WHAT YOU ARE ASKED TO DO: After going through the data, give the number of lines that contain the word "verification" as your sole answer.

Stored data:
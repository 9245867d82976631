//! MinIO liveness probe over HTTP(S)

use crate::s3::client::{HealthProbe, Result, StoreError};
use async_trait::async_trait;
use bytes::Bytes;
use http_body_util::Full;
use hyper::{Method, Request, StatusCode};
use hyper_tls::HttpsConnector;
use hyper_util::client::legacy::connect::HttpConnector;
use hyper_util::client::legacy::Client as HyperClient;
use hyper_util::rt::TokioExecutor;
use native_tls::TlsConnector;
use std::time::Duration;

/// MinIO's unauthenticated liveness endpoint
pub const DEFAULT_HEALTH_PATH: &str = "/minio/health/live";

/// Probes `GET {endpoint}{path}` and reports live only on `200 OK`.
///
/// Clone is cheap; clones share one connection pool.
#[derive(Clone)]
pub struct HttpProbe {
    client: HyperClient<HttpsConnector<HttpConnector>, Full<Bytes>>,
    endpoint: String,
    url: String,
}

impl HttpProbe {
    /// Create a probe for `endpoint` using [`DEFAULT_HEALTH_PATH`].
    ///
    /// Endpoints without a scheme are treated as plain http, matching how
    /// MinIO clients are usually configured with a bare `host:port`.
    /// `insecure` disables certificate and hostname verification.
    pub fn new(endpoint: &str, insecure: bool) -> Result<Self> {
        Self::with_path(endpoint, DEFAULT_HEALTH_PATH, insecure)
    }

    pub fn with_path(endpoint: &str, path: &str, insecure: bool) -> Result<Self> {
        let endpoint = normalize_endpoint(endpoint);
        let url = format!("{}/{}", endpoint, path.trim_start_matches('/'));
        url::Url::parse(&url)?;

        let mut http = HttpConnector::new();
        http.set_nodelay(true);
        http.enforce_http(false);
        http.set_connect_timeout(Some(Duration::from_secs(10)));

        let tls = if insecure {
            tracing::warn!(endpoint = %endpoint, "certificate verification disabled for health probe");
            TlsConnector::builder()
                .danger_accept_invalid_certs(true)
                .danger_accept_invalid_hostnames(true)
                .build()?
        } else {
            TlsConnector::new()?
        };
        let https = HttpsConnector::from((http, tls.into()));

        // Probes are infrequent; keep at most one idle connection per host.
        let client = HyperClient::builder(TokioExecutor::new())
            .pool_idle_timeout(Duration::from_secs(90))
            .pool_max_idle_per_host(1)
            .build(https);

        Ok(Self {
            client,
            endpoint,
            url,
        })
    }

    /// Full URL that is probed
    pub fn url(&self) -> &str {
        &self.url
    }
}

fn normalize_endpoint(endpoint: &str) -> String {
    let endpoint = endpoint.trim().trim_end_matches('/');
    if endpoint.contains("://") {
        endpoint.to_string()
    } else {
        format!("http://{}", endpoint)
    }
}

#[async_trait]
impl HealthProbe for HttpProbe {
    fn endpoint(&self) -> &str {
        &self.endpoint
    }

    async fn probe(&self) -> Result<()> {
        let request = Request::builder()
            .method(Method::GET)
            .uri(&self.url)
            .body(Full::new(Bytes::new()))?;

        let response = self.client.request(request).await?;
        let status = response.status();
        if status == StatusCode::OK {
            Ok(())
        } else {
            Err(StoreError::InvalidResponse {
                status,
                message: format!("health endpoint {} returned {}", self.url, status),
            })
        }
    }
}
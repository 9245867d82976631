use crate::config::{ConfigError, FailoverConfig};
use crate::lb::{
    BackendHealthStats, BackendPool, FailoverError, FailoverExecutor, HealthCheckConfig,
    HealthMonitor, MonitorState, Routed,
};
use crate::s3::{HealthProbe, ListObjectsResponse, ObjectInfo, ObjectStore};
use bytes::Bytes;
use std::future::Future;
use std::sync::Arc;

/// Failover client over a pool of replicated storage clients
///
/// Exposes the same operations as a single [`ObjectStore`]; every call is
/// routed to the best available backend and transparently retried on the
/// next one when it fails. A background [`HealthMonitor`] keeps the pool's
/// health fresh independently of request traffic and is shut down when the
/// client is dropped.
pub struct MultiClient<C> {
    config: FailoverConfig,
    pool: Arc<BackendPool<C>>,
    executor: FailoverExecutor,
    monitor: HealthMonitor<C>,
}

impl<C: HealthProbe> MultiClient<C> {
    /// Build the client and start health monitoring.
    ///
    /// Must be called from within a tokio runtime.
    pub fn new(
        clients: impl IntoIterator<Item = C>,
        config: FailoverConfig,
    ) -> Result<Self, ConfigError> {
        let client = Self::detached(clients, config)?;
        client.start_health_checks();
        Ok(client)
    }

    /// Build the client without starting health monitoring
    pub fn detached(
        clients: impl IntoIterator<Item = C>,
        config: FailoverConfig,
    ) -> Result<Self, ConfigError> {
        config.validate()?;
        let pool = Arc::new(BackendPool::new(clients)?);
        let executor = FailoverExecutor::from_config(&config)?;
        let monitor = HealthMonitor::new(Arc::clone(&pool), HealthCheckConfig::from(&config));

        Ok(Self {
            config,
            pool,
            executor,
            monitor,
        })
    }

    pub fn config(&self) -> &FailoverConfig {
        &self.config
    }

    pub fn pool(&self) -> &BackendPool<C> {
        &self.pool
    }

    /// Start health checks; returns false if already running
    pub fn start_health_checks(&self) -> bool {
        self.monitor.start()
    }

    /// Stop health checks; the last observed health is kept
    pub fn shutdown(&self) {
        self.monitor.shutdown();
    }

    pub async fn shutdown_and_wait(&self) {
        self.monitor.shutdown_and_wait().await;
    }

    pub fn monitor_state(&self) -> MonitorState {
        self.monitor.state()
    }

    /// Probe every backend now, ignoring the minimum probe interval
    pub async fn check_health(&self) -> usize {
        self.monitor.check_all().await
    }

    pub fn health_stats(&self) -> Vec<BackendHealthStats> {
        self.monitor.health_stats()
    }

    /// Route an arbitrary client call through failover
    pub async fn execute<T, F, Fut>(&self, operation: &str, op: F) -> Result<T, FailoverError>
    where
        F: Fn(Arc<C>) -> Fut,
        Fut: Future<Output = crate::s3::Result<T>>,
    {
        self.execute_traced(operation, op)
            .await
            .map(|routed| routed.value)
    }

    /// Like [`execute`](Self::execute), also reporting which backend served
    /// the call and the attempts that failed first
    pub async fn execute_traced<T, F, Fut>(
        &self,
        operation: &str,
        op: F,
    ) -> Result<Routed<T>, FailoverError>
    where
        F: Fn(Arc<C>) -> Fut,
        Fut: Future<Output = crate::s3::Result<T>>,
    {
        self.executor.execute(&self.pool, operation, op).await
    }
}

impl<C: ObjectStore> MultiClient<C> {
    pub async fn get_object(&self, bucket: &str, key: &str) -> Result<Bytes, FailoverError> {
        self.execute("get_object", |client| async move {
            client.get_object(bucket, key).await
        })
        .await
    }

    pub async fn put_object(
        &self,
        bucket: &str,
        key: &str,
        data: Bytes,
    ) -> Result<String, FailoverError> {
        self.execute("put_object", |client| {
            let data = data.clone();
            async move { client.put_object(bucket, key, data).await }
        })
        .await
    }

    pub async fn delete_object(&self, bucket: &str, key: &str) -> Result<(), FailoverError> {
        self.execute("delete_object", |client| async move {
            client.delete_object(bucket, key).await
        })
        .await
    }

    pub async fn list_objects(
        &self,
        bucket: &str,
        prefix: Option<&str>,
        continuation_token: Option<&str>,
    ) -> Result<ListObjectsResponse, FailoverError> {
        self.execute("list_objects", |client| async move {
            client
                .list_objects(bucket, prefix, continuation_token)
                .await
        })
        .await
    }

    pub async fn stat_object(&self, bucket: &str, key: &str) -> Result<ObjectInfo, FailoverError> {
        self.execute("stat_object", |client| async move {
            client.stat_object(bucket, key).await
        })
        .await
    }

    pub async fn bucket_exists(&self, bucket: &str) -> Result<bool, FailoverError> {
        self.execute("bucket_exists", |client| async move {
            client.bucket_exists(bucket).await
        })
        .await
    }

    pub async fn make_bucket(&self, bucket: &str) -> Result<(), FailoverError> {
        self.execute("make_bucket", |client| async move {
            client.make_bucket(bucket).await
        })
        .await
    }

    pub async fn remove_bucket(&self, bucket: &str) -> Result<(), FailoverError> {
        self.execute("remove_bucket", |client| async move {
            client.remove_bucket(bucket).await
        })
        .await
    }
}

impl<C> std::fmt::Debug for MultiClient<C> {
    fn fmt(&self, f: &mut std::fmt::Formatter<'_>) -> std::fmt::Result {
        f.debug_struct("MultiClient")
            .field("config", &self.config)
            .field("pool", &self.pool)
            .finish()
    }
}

RESULT OF THE EXERCISE: 2